Madame Cortisse, le développement du programme dynamique Alloprof proposant de l'aide aux devoirs par le recours aux nouvelles technologies devrait se réaliser en cohérence avec les mesures que je viens de citer, l'organisation de l'accompagnement personnalisé et l'heure d'étude dirigée, en se focalisant sur les mêmes objectifs, le soutien scolaire externe à la famille. Le processus systémique du Pacte pour un enseignement d'excellence nous amène à nous concentrer sur une trajectoire et des objectifs priorisés. Des priorités budgétaires existent également. Néanmoins, je connais bien ce projet que j'ai découvert avec Mme Bertieaux lors d'une mission de la Commission mixte permanente Québec-Wallonie-Bruxelles. J'ai pu m'entretenir avec les équipes: ce projet rencontre un succès quasiment généralisé au Québec. Pour les écoles de devoirs, je vous invite à interpeller la ministre Linard, chargée de cette compétence.

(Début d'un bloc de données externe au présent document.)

//! chainanchor CLI — inspect hardcoded checkpoints, verify blocks against
//! them, and estimate sync progress.
//!
//! # Commands
//! ```text
//! chainanchor info     [--no-checkpoints]
//! chainanchor list
//! chainanchor check    --height <N> --hash <HEX> [--no-checkpoints]
//! chainanchor progress --tx <N> --time <UNIX> [--height <N>] [--now <UNIX>]
//! ```
//! Global flags: `--testnet`, `--config <FILE>`, `--json`, `--log-level`,
//! `--log-json`.

use std::io::Write;
use std::path::PathBuf;
use std::process;

use anyhow::{Context, Result};
use chainanchor_core::{BlockHash, CheckpointConfig, Checkpoints, Network};
use clap::{error::ErrorKind, Args, Parser, Subcommand};

mod cmd_check;
mod cmd_info;
mod cmd_progress;
mod logging;

use crate::logging::{init_tracing, LogConfig};

pub(crate) const EXIT_SUCCESS: i32 = 0;
/// Usage errors and unreadable config.
pub(crate) const EXIT_FAILURE: i32 = 1;
/// A block failed its checkpoint.
pub(crate) const EXIT_CHECKPOINT_MISMATCH: i32 = 2;

#[derive(Debug, Parser)]
#[command(
    name = "chainanchor",
    about = "Hardcoded checkpoint verification and sync-progress estimation",
    version
)]
struct Cli {
    /// Use the test network checkpoint table
    #[arg(long, global = true)]
    testnet: bool,

    /// Load checkpoint settings from a JSON file
    #[arg(long, global = true, value_name = "FILE")]
    config: Option<PathBuf>,

    /// Output as JSON
    #[arg(long, global = true)]
    json: bool,

    /// Log level: trace | debug | info | warn | error
    #[arg(long, global = true, default_value = "error", value_name = "LEVEL")]
    log_level: String,

    /// Emit JSON logs on stderr
    #[arg(long, global = true)]
    log_json: bool,

    #[command(subcommand)]
    command: Commands,
}

#[derive(Debug, Args)]
struct Enforcement {
    /// Disable checkpoint enforcement
    #[arg(long)]
    no_checkpoints: bool,
}

#[derive(Debug, Subcommand)]
enum Commands {
    /// Show the selected checkpoint table summary
    Info {
        #[command(flatten)]
        enforcement: Enforcement,
    },
    /// List every checkpoint in the selected table
    List,
    /// Verify a block hash against the checkpoint at its height
    Check {
        /// Block height
        #[arg(long)]
        height: u64,
        /// Block hash (64 hex digits, optional 0x prefix)
        #[arg(long)]
        hash: BlockHash,
        #[command(flatten)]
        enforcement: Enforcement,
    },
    /// Estimate verification progress for a block
    Progress {
        /// Cumulative transaction count at the block
        #[arg(long)]
        tx: u64,
        /// Block timestamp (unix seconds)
        #[arg(long, allow_negative_numbers = true)]
        time: i64,
        /// Block height
        #[arg(long, default_value_t = 0)]
        height: u64,
        /// Reference time (unix seconds, default: now)
        #[arg(long, allow_negative_numbers = true)]
        now: Option<i64>,
    },
}

impl Commands {
    fn name(&self) -> &'static str {
        match self {
            Self::Info { .. } => "info",
            Self::List => "list",
            Self::Check { .. } => "check",
            Self::Progress { .. } => "progress",
        }
    }

    fn checkpoints_disabled(&self) -> bool {
        match self {
            Self::Info { enforcement } | Self::Check { enforcement, .. } => {
                enforcement.no_checkpoints
            }
            Self::List | Self::Progress { .. } => false,
        }
    }
}

impl Cli {
    fn log_config(&self) -> LogConfig {
        LogConfig {
            level: self.log_level.clone(),
            json: self.log_json,
        }
    }

    /// File settings first, then command-line overrides.
    fn checkpoint_config(&self) -> Result<CheckpointConfig> {
        let mut config = match &self.config {
            Some(path) => {
                let content = std::fs::read_to_string(path)
                    .with_context(|| format!("cannot read config '{}'", path.display()))?;
                CheckpointConfig::from_json(&content)
                    .with_context(|| format!("invalid config '{}'", path.display()))?
            }
            None => CheckpointConfig::default(),
        };
        if self.testnet {
            config.network = Network::Test;
        }
        if self.command.checkpoints_disabled() {
            config.enabled = false;
        }
        Ok(config)
    }
}

fn main() {
    let cli = match Cli::try_parse() {
        Ok(cli) => cli,
        Err(e) => {
            let _ = e.print();
            process::exit(usage_exit_code(&e));
        }
    };
    init_tracing(&cli.log_config());

    let mut stdout = std::io::stdout().lock();
    let code = match run(&cli, &mut stdout) {
        Ok(code) => code,
        Err(e) => {
            eprintln!("Error: {e:#}");
            EXIT_FAILURE
        }
    };
    process::exit(code);
}

/// Help and version requests succeed; every other parse failure is a usage error.
fn usage_exit_code(err: &clap::Error) -> i32 {
    match err.kind() {
        ErrorKind::DisplayHelp | ErrorKind::DisplayVersion => EXIT_SUCCESS,
        _ => EXIT_FAILURE,
    }
}

fn run(cli: &Cli, out: &mut dyn Write) -> Result<i32> {
    let config = cli.checkpoint_config()?;
    tracing::debug!(
        command = cli.command.name(),
        network = %config.network,
        enabled = config.enabled,
        "Resolved configuration"
    );
    let checkpoints = Checkpoints::new(config);

    match &cli.command {
        Commands::Info { .. } => cmd_info::run(&checkpoints, cli.json, out)?,
        Commands::List => cmd_info::list(&checkpoints, cli.json, out)?,
        Commands::Check { height, hash, .. } => {
            return cmd_check::run(&checkpoints, *height, hash, cli.json, out)
        }
        Commands::Progress {
            tx,
            time,
            height,
            now,
        } => {
            let now = now.unwrap_or_else(|| chrono::Utc::now().timestamp());
            cmd_progress::run(&checkpoints, *height, *tx, *time, now, cli.json, out)?
        }
    }
    Ok(EXIT_SUCCESS)
}

pub(crate) fn write_json(out: &mut dyn Write, value: &serde_json::Value) -> Result<()> {
    writeln!(out, "{}", serde_json::to_string_pretty(value)?)?;
    Ok(())
}

pub(crate) fn format_time(unix: i64) -> String {
    chrono::DateTime::from_timestamp(unix, 0)
        .map(|t| t.format("%Y-%m-%d %H:%M:%S UTC").to_string())
        .unwrap_or_else(|| unix.to_string())
}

Mme Stéphanie Cortisse (MR).- Madame la Ministre, je vous remercie pour vos réponses et pour les nombreux projets lancés pour aider les élèves qui éprouvent des difficultés à faire leurs travaux à domicile. À mon sens, ce n'est pas en supprimant les devoirs que le Pacte pour un enseignement d'excellence portera bien son nom. Les conditions légales me semblent suffisantes et elles doivent être rappelées aux écoles qui ne les respectent pas toujours. La législation précise clairement, et à juste titre, que les travaux à domicile servent à l'apprentissage, à la gestion du temps et de l'autonomie, à l'acquisition progressive d'une méthode de travail personnelle efficace ainsi qu'à l'acquisition du sens des responsabilités. C'est clairement prévu dans le décret «Missions». Je le répète, la législation est suffisante, mais elle doit être appliquée.